1. ## First Derivative

we have: $\displaystyle y= 10x ^{Ln10x}$
First thing we do: $Ln (y) = Ln(10x) * Ln(10x)$
Finally after applying the "rules" : $y' = y* [ \frac {2 Ln (10x)}{x} ]$

Am I correct? Because wolfram alpha gives the answer in a different form first derivative of y= 10x^(Ln10x) - Wolfram|Alpha

2. ## Re: First Derivative

Originally Posted by sakonpure6
we have: $\displaystyle y= 10x ^{Ln10x}$
First thing we do: $Ln (y) = Ln(10x) * Ln(10x)$
Finally after applying the "rules" : $y' = y* [ \frac {2 Ln (10x)}{x} ]$

Am I correct?

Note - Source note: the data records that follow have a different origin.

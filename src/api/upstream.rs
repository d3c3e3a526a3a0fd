//! Read-only proxying of third-party JSON APIs.

use std::time::Duration;

use http::StatusCode;
use serde::Serialize;
use serde::de::DeserializeOwned;
use tracing::debug;

use crate::responder::Cause;
use crate::{Error, Request, Responder};

/// Builds the outbound client shared by every upstream. `timeout` bounds a
/// whole exchange, body included.
pub fn client(timeout: Duration) -> Result<reqwest::Client, Error> {
    Ok(reqwest::Client::builder()
        .timeout(timeout)
        .user_agent(concat!(env!("CARGO_PKG_NAME"), "/", env!("CARGO_PKG_VERSION")))
        .build()?)
}

/// One upstream endpoint behind a shared [`reqwest::Client`].
///
/// Failures never leak upstream content to the caller:
///
/// | Failure | Status | Message |
/// |---|---|---|
/// | endpoint is not a valid URL | 500 | `failed to create request` |
/// | connect / transport / timeout | 500 | `failed to make request` |
/// | upstream answered non-200 | upstream's | `failed to fetch data from external API` |
/// | body unreadable or not the expected JSON | 500 | `failed to decode response` |
#[derive(Clone, Debug)]
pub struct Upstream {
    client: reqwest::Client,
    endpoint: String,
}

impl Upstream {
    pub fn new(client: reqwest::Client, endpoint: impl Into<String>) -> Self {
        Self { client, endpoint: endpoint.into() }
    }

    /// GETs the endpoint, decodes the body as `T` and answers with it
    /// re-encoded. Dropping the returned future aborts the outbound call.
    pub async fn fetch<T>(&self, req: &Request) -> Responder
    where
        T: DeserializeOwned + Serialize,
    {
        let logger = req.span().clone();

        let outbound = match self.client.get(&self.endpoint).build() {
            Ok(outbound) => outbound,
            Err(err) => {
                return Responder::json_error(StatusCode::INTERNAL_SERVER_ERROR, "failed to create request")
                    .caused_by(err)
                    .with_logger(logger);
            }
        };

        let res = match self.client.execute(outbound).await {
            Ok(res) => res,
            Err(err) => {
                return Responder::json_error(StatusCode::INTERNAL_SERVER_ERROR, "failed to make request")
                    .caused_by(err)
                    .with_logger(logger);
            }
        };

        let status = res.status();
        if status != StatusCode::OK {
            debug!(parent: &logger, endpoint = %self.endpoint, %status, "upstream refused");
            return Responder::json_error(status, "failed to fetch data from external API").with_logger(logger);
        }

        let decoded: Result<T, Cause> = match res.bytes().await {
            Ok(body) => serde_json::from_slice(&body).map_err(Cause::from),
            Err(err) => Err(err.into()),
        };
        match decoded {
            Ok(payload) => Responder::json(&payload).with_logger(logger),
            Err(err) => Responder::json_error(StatusCode::INTERNAL_SERVER_ERROR, "failed to decode response")
                .caused_by(err)
                .with_logger(logger),
        }
    }
}
//! Structured access logging.

use std::time::Instant;

use tracing::{Instrument, field, info, info_span};

use super::{Middleware, Next};
use crate::handler::BoxFuture;
use crate::request::Request;

/// Opens a `request` span under the request's current logger, logs `START`
/// and `END`, and hands the span to everything downstream through
/// [`Request::span`](crate::Request::span).
#[derive(Clone, Copy, Debug, Default)]
pub struct AccessLog;

impl Middleware for AccessLog {
    fn handle(&self, mut req: Request, next: Next) -> BoxFuture {
        let start = Instant::now();
        let span = info_span!(
            parent: req.span(),
            "request",
            path = %req.path(),
            method = %req.method(),
            request_id = field::Empty,
        );
        if let Some(id) = req.request_id() {
            span.record("request_id", id);
        }

        let user_agent = req.header("user-agent").unwrap_or_default().to_owned();
        span.in_scope(|| info!(user_agent = %user_agent, "START"));
        req.set_span(span.clone());

        Box::pin(async move {
            let res = next.run(req).instrument(span.clone()).await;
            span.in_scope(|| {
                info!(
                    duration = ?start.elapsed(),
                    status = res.status_code().as_u16(),
                    "END"
                );
            });
            res
        })
    }
}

Because wolfram alpha gives the answer in a different form first derivative of y= 10x^(Ln10x) - Wolfram|Alpha

$y=10 x^{\ln(10x)}=10 \exp(\ln(x)\ln(10x))$

$\dfrac {dy}{dx}=10\exp(\ln(x)\ln(10x))\times \dfrac {d}{dx}\left(\ln(x)\ln(10x)\right)=$

$10\exp(\ln(x)\ln(10x))\times\left(\dfrac 1 x \ln(10x)+\ln(x)\dfrac{10}{x}\right)=$

$10^{\ln(10x)} \left(\dfrac 1 x \ln(10x)+\ln(x)\dfrac{10}{x}\right)$

This is what Mathematica gives.. I 'm sure this an the various forms wolfram alpha gives are all equivalent.

3. ## Re: First Derivative

I presume that "log10x" means "log, base 10, of x" or $\displaystyle log_{10}(x)$. However, taking the logarithm of both sides does NOT give $\displaystyle log_{10}(x)\log_{10}(x)$. it gives, rather, $\displaystyle log_{10}(y)= log_{10}(10)+ log_{10}(x^{log_{10}(10x)= 1+ log_{10}(x)log_{10}(10x}= 1+ log_{10}(x)+ log_{10}(x)log_{10}(x)= 1+ log_{10}(x)+ (log_{10}(x))^2$.

The derivative of both sides of that, with respect to x, is $\displaystyle \frac{1}{y}\frac{dy}{dx}= \frac{ln(10)}{x}+ \frac{2ln(10)(log_{10}(x))}{x}$